Guest oldschoolwrestling Posted October 3, 2002 Report Posted October 3, 2002 They've been freaking out. They actually sent threatening letters to everyone on the block. Time to call the cops. Tell them your neighbors are druggies and they sent threatening letters to everyone babbling something about gnomes. You may even get them taken in for a psychiatric evaluation.
Guest Some Guy Posted October 3, 2002 Report Posted October 3, 2002 You should put a tape player in their bushes with a loop of evil laughter playing, so when they open the door to a bunch of bloody gnomes all they hear is BWAHAHAHAHAHAHAHAHHAHAAHHAHAHAHAHA.
Guest B-X Posted October 3, 2002 Report Posted October 3, 2002 All of these are very good ideas, but I believe that calling the cops on the couple is a bad idea. When (or if) the cops investigate, they'll find out something is going on, and seeing as you are the next door neighbor, you are already suspected. And you making more trouble will put even more heat on you. Don't involve the cops. If they do, think of something else. EDIT: And like i said in chat, I doubt that the cops would search your house. What judge is going to issue a warrent for the intent of finding lawn gnomes? But to be safe, move your stockpile of gnomes soon.
Guest jimmy no nose Posted October 3, 2002 Report Posted October 3, 2002 They've been freaking out. They actually sent threatening letters to everyone on the block. Time to call the cops. Tell them your neighbors are druggies and they sent threatening letters to everyone babbling something about gnomes. You may even get them taken in for a psychiatric evaluation. That's such a good idea.
Guest Cancer Marney Posted October 3, 2002 Report Posted October 3, 2002 No, it would be a very bad idea. B-X is right. Police officers aren't stupid, and if you got them involved you'd get busted. Hypothetically. If there were anything for them to get involved in.
Guest Some Guy Posted October 3, 2002 Report Posted October 3, 2002 What would the crime be? Tresspassing? or harrassment, maybe? As long as there is no property damage there is nothing to really get in trouble for. Pranks are pranks, most cops would just tell him to cut the shit and be on their way.

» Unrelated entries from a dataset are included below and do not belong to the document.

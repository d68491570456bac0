//! Integration Tests for Interpreter Flows
//!
//! These tests drive a session line by line and check console output,
//! history contents and the history file.

use mysh::{HistoryStore, ProcessSupervisor, Session, WorkingDirectory};
use tempfile::TempDir;

fn session_in(dir: &TempDir) -> Session<Vec<u8>> {
    Session::new(
        WorkingDirectory::new(dir.path().to_string_lossy().into_owned()),
        HistoryStore::with_path(dir.path().join("mysh_history.txt")),
        ProcessSupervisor::new(),
        Vec::new(),
    )
}

async fn run(session: &mut Session<Vec<u8>>, lines: &[&str]) {
    for line in lines {
        session.handle_line(line).await.unwrap();
    }
}

/// Output produced by `line` alone
async fn output_of(session: &mut Session<Vec<u8>>, line: &str) -> String {
    let start = session.output().len();
    session.handle_line(line).await.unwrap();
    String::from_utf8_lossy(&session.output()[start..]).into_owned()
}

fn raw_history(session: &Session<Vec<u8>>) -> Vec<String> {
    session
        .history()
        .entries()
        .map(|c| c.raw_text.clone())
        .collect()
}

#[tokio::test]
async fn test_history_on_fresh_session_prints_nothing() {
    let dir = TempDir::new().unwrap();
    let mut session = session_in(&dir);

    assert_eq!(output_of(&mut session, "history").await, "");
}

#[tokio::test]
async fn test_history_after_one_command() {
    let dir = TempDir::new().unwrap();
    let mut session = session_in(&dir);

    run(&mut session, &["whereami"]).await;
    assert_eq!(output_of(&mut session, "history").await, "0: whereami\n");
}

#[tokio::test]
async fn test_bare_history_is_recorded() {
    let dir = TempDir::new().unwrap();
    let mut session = session_in(&dir);

    run(&mut session, &["whereami", "history"]).await;
    assert_eq!(raw_history(&session), vec!["history", "whereami"]);
    assert_eq!(
        output_of(&mut session, "history").await,
        "0: history\n1: whereami\n"
    );
}

#[tokio::test]
async fn test_movetodir_and_whereami() {
    let dir = TempDir::new().unwrap();
    std::fs::create_dir(dir.path().join("work")).unwrap();
    let mut session = session_in(&dir);
    let base = session.workdir().as_str().to_string();

    assert_eq!(output_of(&mut session, "movetodir work").await, "");
    assert_eq!(
        output_of(&mut session, "whereami").await,
        format!("{}work/\n", base)
    );
    assert_eq!(raw_history(&session), vec!["whereami", "movetodir work"]);
}

#[tokio::test]
async fn test_movetodir_missing_directory() {
    let dir = TempDir::new().unwrap();
    let mut session = session_in(&dir);
    let base = session.workdir().clone();

    assert_eq!(
        output_of(&mut session, "movetodir ghost").await,
        "Directory ghost: not found\n"
    );
    assert_eq!(session.workdir(), &base);
    assert!(session.history().is_empty());
}

#[tokio::test]
async fn test_movetodir_absolute() {
    let dir = TempDir::new().unwrap();
    let other = TempDir::new().unwrap();
    let mut session = session_in(&dir);

    let target = other.path().to_string_lossy().into_owned();
    run(&mut session, &[&format!("movetodir {}", target)]).await;
    assert_eq!(session.workdir().as_str(), format!("{}/", target));
}

#[tokio::test]
async fn test_replay_runs_listed_entry() {
    let dir = TempDir::new().unwrap();
    let mut session = session_in(&dir);
    let base = session.workdir().as_str().to_string();

    run(&mut session, &["whereami", "history"]).await;
    // The listing above stamped "whereami" as 0; "history" itself is unlisted
    assert_eq!(
        output_of(&mut session, "replay 0").await,
        format!("{}\n", base)
    );
    assert_eq!(
        raw_history(&session),
        vec!["replay 0", "whereami", "history", "whereami"]
    );
}

#[tokio::test]
async fn test_replay_past_end_is_silent_noop() {
    let dir = TempDir::new().unwrap();
    let mut session = session_in(&dir);

    run(&mut session, &["whereami", "history"]).await;
    assert_eq!(output_of(&mut session, "replay 99").await, "");
    assert_eq!(raw_history(&session)[0], "replay 99");
}

#[tokio::test]
async fn test_replay_of_replay_is_rejected() {
    let dir = TempDir::new().unwrap();
    let mut session = session_in(&dir);

    run(&mut session, &["whereami", "history", "replay 0"]).await;
    assert_eq!(
        output_of(&mut session, "history").await,
        "0: replay 0\n1: whereami\n2: history\n3: whereami\n"
    );

    let before = raw_history(&session);
    assert_eq!(
        output_of(&mut session, "replay 0").await,
        "Invalid command: replay of replay (replay 0)\n"
    );
    assert_eq!(raw_history(&session), before);
}

#[tokio::test]
async fn test_history_clear_removes_file() {
    let dir = TempDir::new().unwrap();
    let path = dir.path().join("mysh_history.txt");
    let mut session = session_in(&dir);

    run(&mut session, &["whereami", "history"]).await;
    session.history().save().unwrap();
    assert!(path.exists());

    assert_eq!(output_of(&mut session, "history -c").await, "History cleared\n");
    assert!(session.history().is_empty());
    assert!(!path.exists());

    session.save_history();
    assert!(!path.exists());
}

#[tokio::test]
async fn test_history_unknown_flag_is_invalid() {
    let dir = TempDir::new().unwrap();
    let mut session = session_in(&dir);

    run(&mut session, &["whereami"]).await;
    assert_eq!(
        output_of(&mut session, "history --all").await,
        "Invalid command: history --all\n"
    );
    assert_eq!(raw_history(&session), vec!["whereami"]);
}

#[tokio::test]
async fn test_history_survives_restart() {
    let dir = TempDir::new().unwrap();
    let path = dir.path().join("mysh_history.txt");

    let mut first = session_in(&dir);
    run(&mut first, &["whereami", "history", "byebye"]).await;
    first.save_history();

    let mut second = Session::new(
        WorkingDirectory::new("/"),
        HistoryStore::load(&path).unwrap(),
        ProcessSupervisor::new(),
        Vec::new(),
    );
    assert_eq!(
        output_of(&mut second, "history").await,
        "0: history\n1: whereami\n"
    );
}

Guest Cancer Marney Posted October 3, 2002 Report Posted October 3, 2002 Both, probably. Plus, it would waste police time, and I don't like seeing that even in purely imaginary situations. It's a professional sympathy thing.
Guest Some Guy Posted October 3, 2002 Report Posted October 3, 2002 Non-beleiver! If CWM says he's fucking with his neighbors with gnomes then I beleive him. If he is lying and I find out I'll fly to Abbortsford, BC and kill him for embarrassing me on a message board. I'm an ESTABLISHED POSTER~! Damn it!
Guest Cancer Marney Posted October 3, 2002 Report Posted October 3, 2002 Non-beleiver! If CWM says he's fucking with his neighbors with gnomes then I beleive him. You really, really don't want me to believe him.
Guest J*ingus Posted October 3, 2002 Report Posted October 3, 2002 Why not? (Adjunct statement: he doesn't live in America.)
Guest Cancer Marney Posted October 3, 2002 Report Posted October 3, 2002 If I have to explain it you'd never understand.